L’intersyndicale se retrouvera mardi soir au siège de Force ouvrière, occasion d’annoncer un "autre temps fort", selon Laurent Escure.

"Je pense que c’est important, le Parlement, et que quand les lois sont votées c’est une validation démocratique importante", a répondu Elisabeth Borne.

Les raffineries bloquées

Les expéditions de carburants sont bloquées à la sortie de "toutes les raffineries" de France mardi matin, afin de protester contre le projet de réforme des retraites du gouvernement, a affirmé à l'AFP la CGT-Chimie.

Interrogée par l'AFP, la direction de TotalEnergies a confirmé que les expéditions de carburant sont bloquées à la sortie de toutes ses raffineries. Selon Eric Sellini, élu national de la CGT-Chimie, les raffineries de TotalEnergies, Esso-ExxonMobil et Petroineos sont affectées par ce mouvement social. "La grève est partie partout, (...) avec des proportions de grévistes très variables en fonction des sites, mais avec des expéditions bloquées en sortie de toutes les raffineries ce matin", a déclaré Eric Sellini.  "Il n'y a plus d'expéditions de produits à partir des raffineries françaises", a-t-il insisté, évoquant des remontées de terrain. La direction de TotalEnergies avait indiqué lundi qu'il n'y avait à ce stade "pas de manque de carburants" dans ses stations, ajoutant que "les stocks en dépôts et en station-service sont à un niveau élevé".

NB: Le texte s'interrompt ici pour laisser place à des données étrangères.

//! Curation history: creators and created/modified dates.

use chrono::NaiveDateTime;
use serde::Serialize;

use crate::domain::entities::{InstanceEdit, Person};

/// Timestamp layout used by the knowledge base.
pub const DATE_TIME_FORMAT: &str = "%Y-%m-%d %H:%M:%S";

/// Parse a knowledge base timestamp; anything unparseable is treated as absent.
pub fn parse_datetime(datetime: &str) -> Option<NaiveDateTime> {
    NaiveDateTime::parse_from_str(datetime.trim(), DATE_TIME_FORMAT).ok()
}

#[derive(Debug, Clone, PartialEq, Eq, Serialize)]
pub struct Creator {
    pub family_name: String,
    pub given_name: String,
    pub organisation: Option<String>,
}

impl From<&Person> for Creator {
    fn from(person: &Person) -> Self {
        // the most recent affiliation wins, and its latest name
        let organisation = person
            .affiliations
            .iter()
            .filter_map(|affiliation| affiliation.names.last())
            .last()
            .cloned();
        Self {
            family_name: person.surname.clone().unwrap_or_default(),
            given_name: person.firstname.clone().unwrap_or_default(),
            organisation,
        }
    }
}

#[derive(Debug, Clone, Default, PartialEq, Eq, Serialize)]
pub struct History {
    pub creators: Vec<Creator>,
    pub created: Option<NaiveDateTime>,
    pub modified: Vec<NaiveDateTime>,
}

impl History {
    pub fn new() -> Self {
        Self::default()
    }

    pub fn add_creators(&mut self, edit: &InstanceEdit) {
        self.creators.extend(edit.authors.iter().map(Creator::from));
    }

    /// Record a creation edit; its date is kept only when it parses.
    pub fn record_created(&mut self, edit: &InstanceEdit) {
        self.add_creators(edit);
        self.created = parse_datetime(&edit.date_time);
    }

    /// Record a later edit; unparseable dates are dropped.
    pub fn record_modified(&mut self, edit: &InstanceEdit) {
        self.add_creators(edit);
        if let Some(date) = parse_datetime(&edit.date_time) {
            self.modified.push(date);
        }
    }

    pub fn is_empty(&self) -> bool {
        self.creators.is_empty() && self.created.is_none() && self.modified.is_empty()
    }
}

#[cfg(test)]
mod tests {
    use super::*;
    use crate::domain::entities::Affiliation;
    use chrono::{Datelike, Timelike};

    #[test]
    fn given_database_timestamp_when_parsing_then_returns_date() {
        let date = parse_datetime("2018-04-12 15:30:05").unwrap();
        assert_eq!((date.year(), date.month(), date.day()), (2018, 4, 12));
        assert_eq!(date.hour(), 15);
    }

    #[test]
    fn given_garbage_timestamp_when_parsing_then_none() {
        assert_eq!(parse_datetime("yesterday"), None);
        assert_eq!(parse_datetime(""), None);
    }

    #[test]
    fn given_person_without_names_when_converting_then_empty_strings() {
        let person = Person {
            surname: None,
            firstname: None,
            affiliations: vec![
                Affiliation {
                    names: vec!["EBI".to_string()],
                },
                Affiliation {
                    names: vec!["OICR".to_string(), "Ontario Institute".to_string()],
                },
            ],
        };
        let creator = Creator::from(&person);
        assert_eq!(creator.family_name, "");
        assert_eq!(creator.given_name, "");
        assert_eq!(creator.organisation.as_deref(), Some("Ontario Institute"));
    }

    #[test]
    fn given_edit_with_bad_date_when_recording_modified_then_only_creators_kept() {
        let mut history = History::new();
        history.record_modified(&InstanceEdit {
            date_time: "not a date".to_string(),
            authors: vec![Person::default()],
        });
        assert_eq!(history.creators.len(), 1);
        assert!(history.modified.is_empty());
    }
}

Elle assurait aussi que ses équipes étaient mobilisées pour faire face à une demande qui pourrait être plus soutenue que d'habitude, disposant de moyens logistiques supplémentaires le cas échéant. Outre les dépôts qui se trouvent dans les raffineries, la France dispose de 200 dépôts qui permettent de ravitailler les réseaux de l'ensemble des enseignes de distribution de carburants, selon l'Ufip, porte-parole des pétroliers. Concernant TotalEnergies, la raffinerie de Normandie, la plus grande de France, comptait 75% de grévistes parmi les opérateurs du matin, la bio-raffinerie de La Mède (Bouches-du-Rhône) 90% tandis que celle de Donges (Loire-atlantique) a voté la grève pour une semaine, toujours selon Eric Sellini.

Les stocks en dépôts et en station-service sont à un niveau élevé

La raffinerie d'Esso-ExxonMobil de Gravenchon (Seine-Maritime) ne comptait que 40% de grévistes mais suffisamment pour bloquer les expéditions de carburants, a-t-il ajouté. Au dépôt de TotalEnergies de Madryck, près de Dunkerque, "100% du personnel posté est en grève", a affirmé pour sa part FO, les expéditions étant "totalement bloquées". La grève devrait se poursuivre "jusque demain midi logiquement", a-t-il ajouté.